We have been extremely lucky that our fantastic editorial teams across the OLH's roster of journals were thoughtful, receptive and constructive in their responses to our policy drafts. Integrating as much as possible into our AI policy from the legitimate concerns that they raised was not always easy, and there was a clear divide between those willing to accept that minor use of generative AI is inevitable, and those who are very cautious and sceptical about any AI use cases. The OLH's stance, far from being extremely welcoming of the use of generative AI in all cases, has tried to, where possible, urge caution against the overuse of and unethical use of generative AI, particularly where it presents clear and unacceptable malpractice (for example, AI-fabricated datasets passed off as an author's own work, or a reviewer fabricating a peer review report in its entirety using AI without reading an author's work in full).
It's in the spirit of one of the OLH's guiding principles—to empower rather than restrain journal editors—that we firmly believe it is for editors to make their own expert assessment of manuscripts in order to ascertain whether they constitute unacceptable academic quality for their journals. This at least has some bearing on eliminating wholly AI-generated manuscripts from being published, and focuses on human oversight to determine the accuracy and scholarly worth of submitted research.

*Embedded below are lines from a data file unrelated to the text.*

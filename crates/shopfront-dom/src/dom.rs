//! The `Dom` trait.

use std::fmt;

use crate::{DomResult, Selector};

/// Opaque handle to an element owned by a [`Dom`].
#[derive(Debug, Clone, Copy, PartialEq, Eq, Hash, PartialOrd, Ord)]
pub struct ElementId(u32);

impl ElementId {
    /// Wrap a raw index. Only meaningful to the `Dom` that issued it.
    pub const fn from_raw(raw: u32) -> Self {
        Self(raw)
    }

    /// The raw index.
    pub const fn raw(self) -> u32 {
        self.0
    }
}

impl fmt::Display for ElementId {
    fn fmt(&self, f: &mut fmt::Formatter<'_>) -> fmt::Result {
        write!(f, "#{}", self.0)
    }
}

/// Operations the enhancements need from a page.
///
/// Queries only see elements attached to the document, in document order.
pub trait Dom {
    /// All matching elements in the document.
    fn query_all(&self, selector: &Selector) -> Vec<ElementId>;

    /// All matching descendants of `root` (excluding `root`).
    fn query_all_within(&self, root: ElementId, selector: &Selector) -> Vec<ElementId>;

    /// Element with the given `id` attribute.
    fn element_by_id(&self, id: &str) -> Option<ElementId>;

    /// The `<head>` element.
    fn head(&self) -> Option<ElementId>;

    /// The `<body>` element.
    fn body(&self) -> Option<ElementId>;

    /// Lowercase tag name.
    fn tag_name(&self, el: ElementId) -> Option<String>;

    fn attribute(&self, el: ElementId, name: &str) -> Option<String>;

    fn set_attribute(&mut self, el: ElementId, name: &str, value: &str) -> DomResult<()>;

    fn has_class(&self, el: ElementId, class: &str) -> bool;

    fn add_class(&mut self, el: ElementId, class: &str) -> DomResult<()>;

    fn remove_class(&mut self, el: ElementId, class: &str) -> DomResult<()>;

    /// Text of the element and its descendants.
    fn text_content(&self, el: ElementId) -> Option<String>;

    /// Replace all children with a single text node.
    fn set_text_content(&mut self, el: ElementId, text: &str) -> DomResult<()>;

    /// Remove every child node.
    fn clear_children(&mut self, el: ElementId) -> DomResult<()>;

    /// Current value of a form control. `None` for non-controls.
    fn value(&self, el: ElementId) -> Option<String>;

    fn parent(&self, el: ElementId) -> Option<ElementId>;

    fn next_element_sibling(&self, el: ElementId) -> Option<ElementId>;

    /// Create a detached element.
    fn create_element(&mut self, tag: &str) -> DomResult<ElementId>;

    /// Insert `child` under `parent` before `reference`, or last when
    /// `reference` is `None`. A child already in the tree is moved.
    fn insert_before(
        &mut self,
        parent: ElementId,
        child: ElementId,
        reference: Option<ElementId>,
    ) -> DomResult<()>;

    /// First matching element in the document.
    fn query(&self, selector: &Selector) -> Option<ElementId> {
        self.query_all(selector).into_iter().next()
    }

    /// First matching descendant of `root`.
    fn query_within(&self, root: ElementId, selector: &Selector) -> Option<ElementId> {
        self.query_all_within(root, selector).into_iter().next()
    }

    fn append_child(&mut self, parent: ElementId, child: ElementId) -> DomResult<()> {
        self.insert_before(parent, child, None)
    }

    /// Toggle a class, returning whether it is now present.
    fn toggle_class(&mut self, el: ElementId, class: &str) -> DomResult<bool> {
        if self.has_class(el, class) {
            self.remove_class(el, class)?;
            Ok(false)
        } else {
            self.add_class(el, class)?;
            Ok(true)
        }
    }

    /// Set the whole `class` attribute from a space separated list.
    fn set_class_name(&mut self, el: ElementId, classes: &str) -> DomResult<()> {
        self.set_attribute(el, "class", classes)
    }
}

Flexibility and Extensibility are Vital.
What we have sought to achieve at the OLH is a flexible, living AI policy that emphasises what can be done practically, right now, to ensure that the most important and impactful uses of generative AI on an author's research are transparently declared as a matter of record. However, our line that minor uses of generative AI need not be formally declared by authors is not a hard one. Asking authors to adequately cite and declare responsibility for known and substantial uses of generative AI is a start, but by no means the end of where we are headed in terms of future legal guidance and best practices adopted by other journals and publishers. Affording our journals some flexibility here means that journals can extend their own policies to work in addition to OLH's. We already have some journals seeking to add to our guidance at an individual level that is not needed across all our journals: for example, the disclosure of generative AI tool use in videographic scholarship for production and post-production.
Above all, we must trust our editors to lead on what they feel is needed in addition to our OLH AI policy for their journals. Ensuring that our AI policy is extensible means that, as a publisher, we are not in contradiction with the specific requirements of our journals' editorial teams. We are finding that getting the basic principles of acceptable, responsible, and unacceptable generative AI use right allows for robust iterations on our publisher AI policy, across the many diverse fields that constitute the humanities.

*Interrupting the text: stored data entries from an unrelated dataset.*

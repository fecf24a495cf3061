//! `localStorage` backed store.

use shopfront_cart::{KeyValueStore, StorageError};
use wasm_bindgen::{JsCast, JsValue};
use web_sys::{DomException, Storage};

use crate::dom::js_error_message;

/// `window.localStorage`, or nothing when the browser denies access.
#[derive(Debug, Clone, Default)]
pub struct LocalStorage {
    storage: Option<Storage>,
}

impl LocalStorage {
    /// Open the window's local storage.
    pub fn new() -> Self {
        let storage = web_sys::window().and_then(|w| w.local_storage().ok().flatten());
        Self { storage }
    }

    fn storage(&self) -> Result<&Storage, StorageError> {
        self.storage
            .as_ref()
            .ok_or_else(|| StorageError::Unavailable("localStorage is not accessible".to_string()))
    }
}

fn unavailable(err: JsValue) -> StorageError {
    StorageError::Unavailable(js_error_message(&err))
}

impl KeyValueStore for LocalStorage {
    fn get_item(&self, key: &str) -> Result<Option<String>, StorageError> {
        self.storage()?.get_item(key).map_err(unavailable)
    }

    fn set_item(&mut self, key: &str, value: &str) -> Result<(), StorageError> {
        self.storage()?.set_item(key, value).map_err(|err| {
            let quota = err
                .dyn_ref::<DomException>()
                .is_some_and(|e| e.name() == "QuotaExceededError");
            if quota {
                StorageError::QuotaExceeded {
                    key: key.to_string(),
                }
            } else {
                unavailable(err)
            }
        })
    }

    fn remove_item(&mut self, key: &str) -> Result<(), StorageError> {
        self.storage()?.remove_item(key).map_err(unavailable)
    }
}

But what about the future? We can't know exactly what generative AI use will look like in a few years' time, or even a few months' time. Although we welcome the recent announcement by COPE that there will be a new ‘Global reporting standard for AI disclosure in research’ (25th March 2026) following an initiative at the World Conference on Research Integrity in May 2026, the outcome of this will not be available until at least late 2026. An area that also sorely needs to be addressed is author consent of the use of their research in widespread generative AI model training, particularly for a diamond open access publisher where the research we publish is available for all, for free. Ethically, this is of great importance for authors. But with this, nothing can be enforced until there is movement from governments and courts, particularly (as aforementioned) with adequate licensing. How much protection any legal outcomes will give to authors is not easy to see, and how this might be adequately policed is a further unknown.
We are still very much at a place where there are further problems to be solved, and impracticalities to be made practical. But we hope that the OLH's AI Policy is a much needed start, putting forward what we believe is robust and fair guidance on generative AI's use in scholarly publishing until we are required to adapt to a future we can't yet know.
Dr Simon Everett has been with the OLH since 2021, and in his role as Managing Editor he ensures that the publisher's policies and the policies across all the OLH's journals are in keeping with best practice standards.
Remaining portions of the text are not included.